Augur - Augurs, auguria and Auspices

Augurs, auguria and Auspices

In ancient Rome the auguria were considered to be in equilibrium with the sacra ("sacred things" or "rites") and were not the only way by which the gods made their will known. The augures publici (public augurs) concerned themselves only with matters related to the state.

According to Varro they used to distinguish five kinds of territory: ager Romanus, ager Gabinus, ager peregrinus, ager hosticus, ager incertus: these distinctions clearly point to the times of the prehistory of Latium and testify the archaic quality of the art of augury.

The jus augurale (augural law) was rigorously secret, therefore very little about the technical aspects of ceremonies and rituals has been recorded. We have only the names of some auguria (augural rites): e.g. the augurium salutis which took place once a year before the magistrates and the people, in which the gods were asked whether it was auspicious to ask to for the welfare of the Romans, the augurium canarium and the vernisera auguria. The first one required the sacrifice of red dogs and took place before wheat grains were shelled but not before they had formed. Of the second we know only the name that implies a ritual related to the harvest.

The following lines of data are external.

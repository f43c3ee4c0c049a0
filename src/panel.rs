//! Simulated monochrome panel.
//!
//! Wraps a [`SimulatorDisplay`] and tracks power and flushes so the UI can
//! run without hardware. In headless mode the last flushed frame is dumped
//! as ASCII; with the `window` feature the main loop pushes flushed frames
//! to an SDL window.

use core::convert::Infallible;

use embedded_graphics::pixelcolor::BinaryColor;
use embedded_graphics::prelude::*;
use embedded_graphics_simulator::SimulatorDisplay;
use oledui_common::Panel;

/// Panel backed by the embedded-graphics simulator buffer.
pub struct SimPanel {
    display: SimulatorDisplay<BinaryColor>,
    /// Mirror of the simulator buffer for the ASCII dump.
    pixels: Vec<bool>,
    powered: bool,
    flushes: u32,
    dirty: bool,
}

impl SimPanel {
    pub fn new(
        width: u32,
        height: u32,
    ) -> Self {
        Self {
            display: SimulatorDisplay::new(Size::new(width, height)),
            pixels: vec![false; (width * height) as usize],
            powered: false,
            flushes: 0,
            dirty: false,
        }
    }

    #[inline]
    pub const fn powered(&self) -> bool { self.powered }

    #[inline]
    pub const fn flushes(&self) -> u32 { self.flushes }

    pub fn display(&self) -> &SimulatorDisplay<BinaryColor> { &self.display }

    /// True once per flush; the window loop uses it to skip idle updates.
    pub fn take_dirty(&mut self) -> bool { core::mem::take(&mut self.dirty) }

    /// Render the buffer as text, two rows per line. Blank while powered off.
    pub fn to_ascii(&self) -> String {
        let size = self.display.size();
        let mut out = String::with_capacity(((size.width + 1) * size.height / 2) as usize);
        for y in (0..size.height as i32).step_by(2) {
            for x in 0..size.width as i32 {
                let top = self.lit(x, y);
                let bottom = self.lit(x, y + 1);
                out.push(match (top, bottom) {
                    (true, true) => '█',
                    (true, false) => '▀',
                    (false, true) => '▄',
                    (false, false) => ' ',
                });
            }
            out.push('\n');
        }
        out
    }

    fn lit(
        &self,
        x: i32,
        y: i32,
    ) -> bool {
        self.powered && self.pixel(x, y)
    }

    /// Buffer content at `(x, y)`, regardless of power.
    pub fn pixel(
        &self,
        x: i32,
        y: i32,
    ) -> bool {
        buffer_index(self.display.size(), x, y).is_some_and(|i| self.pixels[i])
    }
}

fn buffer_index(
    size: Size,
    x: i32,
    y: i32,
) -> Option<usize> {
    if x < 0 || y < 0 || x >= size.width as i32 || y >= size.height as i32 {
        return None;
    }
    Some(y as usize * size.width as usize + x as usize)
}

impl DrawTarget for SimPanel {
    type Color = BinaryColor;
    type Error = Infallible;

    fn draw_iter<I>(
        &mut self,
        pixels: I,
    ) -> Result<(), Self::Error>
    where
        I: IntoIterator<Item = Pixel<Self::Color>>,
    {
        let size = self.display.size();
        let buffer = &mut self.pixels;
        self.display.draw_iter(pixels.into_iter().inspect(|Pixel(point, color)| {
            if let Some(i) = buffer_index(size, point.x, point.y) {
                buffer[i] = color.is_on();
            }
        }))
    }
}

impl OriginDimensions for SimPanel {
    fn size(&self) -> Size { self.display.size() }
}

impl Panel for SimPanel {
    fn flush(&mut self) {
        self.flushes = self.flushes.wrapping_add(1);
        self.dirty = true;
    }

    fn set_power(
        &mut self,
        on: bool,
    ) {
        self.powered = on;
        self.dirty = true;
    }
}

#[cfg(test)]
mod tests {
    use oledui_common::{Canvas, Display};

    use super::*;

    #[test]
    fn test_canvas_draws_into_panel() {
        let mut canvas = Canvas::new(SimPanel::new(16, 8));
        canvas.poweron();
        canvas.rect(0, 0, 2, 2, true, true);
        canvas.show();
        let panel = canvas.panel();
        assert_eq!(panel.flushes(), 1);
        assert!(panel.pixel(1, 1));
        assert!(!panel.pixel(2, 1));
        assert!(panel.to_ascii().starts_with("██ "));
    }

    #[test]
    fn test_powered_off_dumps_blank() {
        let mut canvas = Canvas::new(SimPanel::new(4, 2));
        canvas.rect(0, 0, 4, 2, true, true);
        assert_eq!(canvas.panel().to_ascii(), "    \n");
        canvas.poweron();
        assert_eq!(canvas.panel().to_ascii(), "████\n");
    }

    #[test]
    fn test_dirty_flag_cleared_on_take() {
        let mut panel = SimPanel::new(4, 2);
        panel.flush();
        assert!(panel.take_dirty());
        assert!(!panel.take_dirty());
    }
}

Augurium and auspicium are terms used indifferently by the ancient. Modern scholars have debated the issue at length but have failed to find a distinctive definition that may hold for all the known cases. By such considerations Dumezil thinks that the two terms refer in fact to two aspects of the same religious act: auspicium would design the technical process of the operation, i.e. aves spicere, looking at the birds. His result would be the augurium, i.e. the determination, acknowledgement of the presence of the *auges, the favour of the god(s), the intention and the final result of the whole operation. In Varro's words "Agere augurium, aves specit", "to conduct the augurium, he observed the birds". Since auguria publica and inaugurations of magistrates are strictly connected to political life this brought about the deterioration and abuses that condemned augury to progressive and inarrestable debasement, stripping it of all religious value.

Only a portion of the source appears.